▸ WHAT THE EXERCISE ASKS: Read the lines below. Copy out any that hold the string "defaults".

▸ INFORMATION SUPPLIED:
----------------

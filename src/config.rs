//! Layered configuration: built-in defaults, then `config.toml`, then `CRM_*`
//! environment variables (`__` separates sections, e.g. `CRM_BASIC__CRM_KEY`).

use figment::{
    Figment,
    providers::{Env, Format, Serialized, Toml},
};
use serde::{Deserialize, Serialize};
use std::path::PathBuf;
use std::time::Duration;
use url::Url;

pub const CONFIG_FILE: &str = "config.toml";

#[derive(Debug, Clone, Default, Serialize, Deserialize)]
#[serde(default)]
pub struct Config {
    pub basic: BasicConfig,
    pub google: GoogleConfig,
    pub maintenance: MaintenanceConfig,
    pub cache: CacheConfig,
}

impl Config {
    /// Load from `config.toml` in the working directory plus environment.
    pub fn load() -> Result<Self, figment::Error> {
        Self::figment(CONFIG_FILE).extract()
    }

    pub fn figment(path: impl Into<PathBuf>) -> Figment {
        Figment::from(Serialized::defaults(Config::default()))
            .merge(Toml::file(path.into()))
            .merge(Env::prefixed("CRM_").split("__"))
    }
}

#[derive(Debug, Clone, Serialize, Deserialize)]
#[serde(default)]
pub struct BasicConfig {
    pub listen_addr: String,
    pub database_url: String,
    pub loglevel: String,
    /// Shared key the CRM front-end/gateway presents on every API call.
    pub crm_key: String,
    /// Where the consent callback sends the browser back to.
    pub frontend_url: Url,
    /// Drop the `Secure` flag on OAuth cookies (plain-http local setups).
    pub insecure_cookie: bool,
    /// Optional directory of Workspace config JSON files loaded at start-up.
    pub workspace_dir: Option<PathBuf>,
    pub proxy: Option<Url>,
    pub body_limit_bytes: usize,
}

impl Default for BasicConfig {
    fn default() -> Self {
        Self {
            listen_addr: "0.0.0.0:4000".to_string(),
            database_url: "sqlite://gworkspace.db".to_string(),
            loglevel: "info".to_string(),
            crm_key: "change-me".to_string(),
            frontend_url: Url::parse("http://localhost:5173").expect("static url"),
            insecure_cookie: false,
            workspace_dir: None,
            proxy: None,
            body_limit_bytes: 30 * 1024 * 1024,
        }
    }
}

#[derive(Debug, Clone, Serialize, Deserialize)]
#[serde(default)]
pub struct GoogleConfig {
    pub auth_url: Url,
    pub token_url: Url,
    pub revoke_url: Url,
    pub userinfo_url: Url,
    pub gmail_api_base: Url,
    pub calendar_api_base: Url,
    /// Fixed OAuth redirect URI; derived from the `Host` header when unset.
    pub redirect_uri: Option<Url>,
    /// Tokens expiring within this many seconds are refreshed before use.
    pub expiry_skew_secs: u64,
    pub http_timeout_secs: u64,
    /// Display name used in the `From:` header when the caller gives none.
    pub default_sender_name: String,
}

impl Default for GoogleConfig {
    fn default() -> Self {
        let url = |s: &str| Url::parse(s).expect("static url");
        Self {
            auth_url: url("https://accounts.google.com/o/oauth2/v2/auth"),
            token_url: url("https://oauth2.googleapis.com/token"),
            revoke_url: url("https://oauth2.googleapis.com/revoke"),
            userinfo_url: url("https://www.googleapis.com/oauth2/v2/userinfo"),
            gmail_api_base: url("https://gmail.googleapis.com/gmail/v1/"),
            calendar_api_base: url("https://www.googleapis.com/calendar/v3/"),
            redirect_uri: None,
            expiry_skew_secs: 60,
            http_timeout_secs: 15,
            default_sender_name: "2Thier CRM".to_string(),
        }
    }
}

impl GoogleConfig {
    pub fn expiry_skew(&self) -> chrono::Duration {
        chrono::Duration::seconds(self.expiry_skew_secs as i64)
    }

    pub fn http_timeout(&self) -> Duration {
        Duration::from_secs(self.http_timeout_secs)
    }
}

#[derive(Debug, Clone, Serialize, Deserialize)]
#[serde(default)]
pub struct MaintenanceConfig {
    pub enabled: bool,
    pub sweep_interval_secs: u64,
    /// Rows expiring within this window are refreshed by the sweep.
    pub refresh_window_secs: u64,
    pub sweep_concurrency: usize,
    pub refresh_per_minute: u32,
    pub login_probe_delay_secs: u64,
}

impl Default for MaintenanceConfig {
    fn default() -> Self {
        Self {
            enabled: true,
            sweep_interval_secs: 50 * 60,
            refresh_window_secs: 10 * 60,
            sweep_concurrency: 4,
            refresh_per_minute: 10,
            login_probe_delay_secs: 5 * 60,
        }
    }
}

impl MaintenanceConfig {
    pub fn sweep_interval(&self) -> Duration {
        Duration::from_secs(self.sweep_interval_secs.max(1))
    }

    pub fn refresh_window(&self) -> chrono::Duration {
        chrono::Duration::seconds(self.refresh_window_secs as i64)
    }

    pub fn login_probe_delay(&self) -> Duration {
        Duration::from_secs(self.login_probe_delay_secs)
    }
}

#[derive(Debug, Clone, Serialize, Deserialize)]
#[serde(default)]
pub struct CacheConfig {
    pub status_ttl_secs: u64,
    pub max_entries: usize,
}

impl Default for CacheConfig {
    fn default() -> Self {
        Self {
            status_ttl_secs: 60,
            max_entries: 1024,
        }
    }
}

impl CacheConfig {
    pub fn status_ttl(&self) -> Duration {
        Duration::from_secs(self.status_ttl_secs)
    }
}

----------------

▸ SOLUTION:
//! Layered configuration: built-in defaults, then `config.toml`, then `CRM_*`
        Figment::from(Serialized::defaults(Config::default()))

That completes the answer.